HI. I just got the Yokohama Geolandar H/T-S tires. These:http://www.tirerack.com/tires/tires.jsp?tireMake=Yokohama&tireModel=Geolandar+H/T-S+G051

I had slippage issues on wet boat ramp. I found out the OE tires were the problem. I just got the Yokohama Geolandar H/T-S rear tires installed last night. Tomorrow off I go to the boat ramp pulling my boat. Will post how they do,.


----------



## Zac (Mar 10, 2004)

The Geolanders as said are a great choice. They are moderately priced, well rated, have an exceptionally high treadwear, and offer trims that vary for touring to full ofroading.


----------



## generic (Apr 30, 2005)

Zac said:


> The Geolanders as said are a great choice. They are moderately priced, well rated, have an exceptionally high treadwear, and offer trims that vary for touring to full ofroading.



To add to Geolanders, had a set of the AT Geolanders on my Jeep Cherokee , very good in the snow and rain, and sticky when it was dry.
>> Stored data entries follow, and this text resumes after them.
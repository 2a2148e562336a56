use anyhow::{Context, Result};
use clap::{Parser, Subcommand};
use gallery_sync::api::ApiServer;
use gallery_sync::cli::posts::{self, PostsConfig};
use gallery_sync::config::{DatabaseSettings, Settings};
use gallery_sync::database_ops::db;
use gallery_sync::database_ops::gallery::{SyncOptions, SyncStatus};
use gallery_sync::logging;
use gallery_sync::orchestrator::{self, Syncer};
use gallery_sync::util::env as env_util;
use std::sync::Arc;
use std::time::Duration;
use tracing::{error, info, warn};

/// Logged (redacted) at startup; validation happens when settings are resolved.
const SNAPSHOT_KEYS: [&str; 9] = [
    "GALLERY_USER_ID",
    "GALLERY_BASE_URL",
    "DATABASE_URL",
    "DB_HOST",
    "DB_PORT",
    "DB_NAME",
    "DB_USER",
    "DB_PASSWORD",
    "DB_SSLMODE",
];

#[derive(Parser, Debug)]
#[command(name = "gallery-sync", version, about = "Mirror one gallery account into a database")]
struct Cli {
    #[command(subcommand)]
    command: Option<Commands>,
}

#[derive(Subcommand, Debug)]
#[command(rename_all = "kebab-case")]
enum Commands {
    /// Run one sync pass and exit (default)
    Sync,
    /// Serve the read API and sync periodically
    Serve {
        /// Override API_HOST
        #[arg(long)]
        host: Option<String>,
        /// Override API_PORT
        #[arg(long)]
        port: Option<u16>,
        /// Override SYNC_INTERVAL_SECS; 0 disables periodic runs
        #[arg(long)]
        interval_secs: Option<u64>,
    },
    /// Print stored posts, newest first
    Posts {
        #[arg(long, default_value_t = 1)]
        page: i64,
        #[arg(long, default_value_t = 20)]
        page_size: i64,
    },
    /// Print one stored post with its images
    Post { id: String },
}

#[tokio::main]
async fn main() -> Result<()> {
    env_util::init_env();
    logging::init_tracing(logging::DEFAULT_FILTER)?;

    let cli = Cli::parse();
    env_util::preflight_check("gallery-sync", &[], &SNAPSHOT_KEYS)?;
    match cli.command.unwrap_or(Commands::Sync) {
        Commands::Sync => run_sync(&load_settings()?).await,
        Commands::Serve {
            host,
            port,
            interval_secs,
        } => serve(&load_settings()?, host, port, interval_secs).await,
        Commands::Posts { page, page_size } => {
            let database = DatabaseSettings::from_env().context("invalid configuration")?;
            posts::run_list(&database, PostsConfig { page, page_size }).await
        }
        Commands::Post { id } => {
            let database = DatabaseSettings::from_env().context("invalid configuration")?;
            posts::run_show(&database, &id).await
        }
    }
}

fn load_settings() -> Result<Settings> {
    let settings = Settings::from_env().context("invalid configuration")?;
    info!(
        user_id = %settings.user_id,
        database = ?settings.database,
        pagination = ?settings.pagination,
        "configuration loaded"
    );
    Ok(settings)
}

async fn run_sync(settings: &Settings) -> Result<()> {
    let report = match orchestrator::run_once(settings).await {
        Ok(report) => report,
        Err(err) => {
            error!(error = %format!("{err:#}"), "sync failed");
            return Err(err);
        }
    };
    match report.status {
        SyncStatus::NoPosts => info!("nothing to sync"),
        SyncStatus::Completed => {
            let summary = report.summary();
            info!(
                candidates = summary.candidates,
                inserted = summary.inserted,
                skipped = summary.skipped,
                failed = summary.failed,
                images = summary.images,
                "sync complete"
            );
            for f in &summary.failures {
                warn!(post_id = %f.post_id, reason = %f.reason, "post not stored");
            }
        }
    }
    if let Some(reason) = &report.truncated {
        warn!(reason = %reason, "listing was cut short; some posts may be missing");
    }
    Ok(())
}

async fn serve(
    settings: &Settings,
    host: Option<String>,
    port: Option<u16>,
    interval_secs: Option<u64>,
) -> Result<()> {
    let server = ApiServer::from_env()?.with_overrides(host, port);
    let interval_secs =
        interval_secs.unwrap_or_else(|| env_util::env_parse("SYNC_INTERVAL_SECS", 1800u64));

    let store = db::connect(&settings.database).await?;
    store.ensure_schema().await.context("ensure schema")?;
    let provider = orchestrator::build_provider(settings)?;
    let syncer = Arc::new(Syncer::new(
        Arc::clone(&store),
        Arc::new(provider),
        settings.user_id.clone(),
        SyncOptions::from(settings),
    ));

    let periodic = if interval_secs > 0 {
        Some(tokio::spawn(
            Arc::clone(&syncer).run_periodic(Duration::from_secs(interval_secs)),
        ))
    } else {
        info!("periodic sync disabled");
        None
    };

    let served = server.run(syncer).await;
    if let Some(handle) = periodic {
        handle.abort();
    }
    store.close().await;
    served
}
//! Session HTTP handlers.
//!
//! Endpoints:
//! - POST /api/v1/projects/{id}/sessions - Create a session in a project
//! - GET  /api/v1/projects/{id}/sessions - List sessions of a project
//! - GET  /api/v1/sessions/{id}          - Get a single session
//! - GET  /api/v1/sessions/{id}/export   - Download the session as JSON Lines

use std::time::Instant;

use axum::Json;
use axum::extract::{Path, State};
use axum::http::{StatusCode, header};
use axum::response::{IntoResponse, Response};
use uuid::Uuid;

use chatstudio_core::chat::export::{JSONL_CONTENT_TYPE, export_file_name};
use chatstudio_types::project::{CreateSessionRequest, Session};

use super::parse_id;
use crate::http::error::AppError;
use crate::http::response::ApiResponse;
use crate::state::AppState;

/// POST /api/v1/projects/{id}/sessions - Create a session.
pub async fn create_session(
    State(state): State<AppState>,
    Path(id): Path<String>,
    Json(body): Json<CreateSessionRequest>,
) -> Result<(StatusCode, Json<ApiResponse<Session>>), AppError> {
    let start = Instant::now();
    let request_id = Uuid::now_v7().to_string();

    let project_id = parse_id(&id)?;
    let session = state.store.create_session(project_id, &body.title).await?;
    let elapsed = start.elapsed().as_millis() as u64;

    let href = format!("/api/v1/sessions/{}", session.id);
    let messages_href = format!("{href}/messages");
    let resp = ApiResponse::success(session, request_id, elapsed)
        .with_link("self", &href)
        .with_link("messages", &messages_href);

    Ok((StatusCode::CREATED, Json(resp)))
}

/// GET /api/v1/projects/{id}/sessions - List sessions of a project.
pub async fn list_sessions(
    State(state): State<AppState>,
    Path(id): Path<String>,
) -> Result<Json<ApiResponse<Vec<Session>>>, AppError> {
    let start = Instant::now();
    let request_id = Uuid::now_v7().to_string();

    let project_id = parse_id(&id)?;
    let sessions = state.store.list_sessions(project_id).await?;
    let elapsed = start.elapsed().as_millis() as u64;

    Ok(Json(
        ApiResponse::success(sessions, request_id, elapsed)
            .with_link("self", &format!("/api/v1/projects/{project_id}/sessions")),
    ))
}

/// GET /api/v1/sessions/{id} - Get a session by id.
pub async fn get_session(
    State(state): State<AppState>,
    Path(id): Path<String>,
) -> Result<Json<ApiResponse<Session>>, AppError> {
    let start = Instant::now();
    let request_id = Uuid::now_v7().to_string();

    let session_id = parse_id(&id)?;
    let session = state.store.get_session(session_id).await?;
    let elapsed = start.elapsed().as_millis() as u64;

    let project_href = format!("/api/v1/projects/{}", session.project_id);
    Ok(Json(
        ApiResponse::success(session, request_id, elapsed)
            .with_link("self", &format!("/api/v1/sessions/{session_id}"))
            .with_link("project", &project_href)
            .with_link("messages", &format!("/api/v1/sessions/{session_id}/messages")),
    ))
}

/// GET /api/v1/sessions/{id}/export - JSON Lines attachment.
pub async fn export_session(
    State(state): State<AppState>,
    Path(id): Path<String>,
) -> Result<Response, AppError> {
    let session_id = parse_id(&id)?;
    let body = state.store.export_session(session_id).await?;

    let disposition = format!("attachment; filename=\"{}\"", export_file_name(session_id));
    Ok((
        StatusCode::OK,
        [
            (header::CONTENT_TYPE, JSONL_CONTENT_TYPE.to_string()),
            (header::CONTENT_DISPOSITION, disposition),
        ],
        body,
    )
        .into_response())
}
They did seem to wear a bit funny, but that was probably the 100k miles on the front end of the Cherokee doing that


----------



## astreamk1 (Apr 16, 2004)

Ditto on the Pirelli Scorpion P Zeros. Excellent on dry and wet roads. Have owned 2 sets. Got over 20k no problem. Only thing is they are a summer tire and will not go anywhere in snow. on anything else, they stuck like glue. :thumbup:


----------



## generic (Apr 30, 2005)

astreamk1 said:


> Ditto on the Pirelli Scorpion P Zeros. Excellent on dry and wet roads. Have owned 2 sets. Got over 20k no problem. Only thing is they are a summer tire and will not go anywhere in snow. on anything else, they stuck like glue. :thumbup:



Actually if you are talking bout my post they were Scorpion ATs, And I got 30+K miles out of them 

Hmm history of tires

97 Dakota -->> Goodyear (Integrity?) OEM --> Scorpion AT
99 Jeep Cherokee --> OEM Wrangler Hgwy --> Wrangler AT/S --> Scorpion AT --> Geolander AT
05 Pathfinder --> BFG Rugged Trail -->?

So far I find Tires make the single biggest impact on a cars performace, and are probably the most cost effective performace enhancement you can make too. So choose wiselyTeriyaki....


----------



## astreamk1 (Apr 16, 2004)

yeah I thought you meant the P Zero's . They are an awesome tire, but like I said, are rated as a summer performance tire only. I ran them on an S10 that never seen snow. Definitely a huge improvement in grip. in most cases hanging on way past the capabilities of the truck's suspension. almost scary.


----------



## markynature (Jun 7, 2005)

generic said:


> Yes the Generals are bad from what I have been reading. You can go up to 265/75 R16 if you wanted (there is no clearance difference between the model that comes with the 265 vs your model with the 245 stock)
> 
> Michelin LTX M/S are very nice (130 for 255/65 @ tirerack). I has a set on a Bronco II many years back.
> 
> ...


 I thought the same thing about the Bridgestone Dueler HT and went with the Michelin LTX instead based on the rating from TireRack.com. Don't get me wrong I like the Michelins but every where I go people praise the Bridgestone Dueler HT. Theya re a great tire. But them from Tirerack.com and get them installed. You'll save around $50.


----------



## Teriyaki (Jan 9, 2005)

I looked around, and got recommened to this: Toyo Proxes S/T.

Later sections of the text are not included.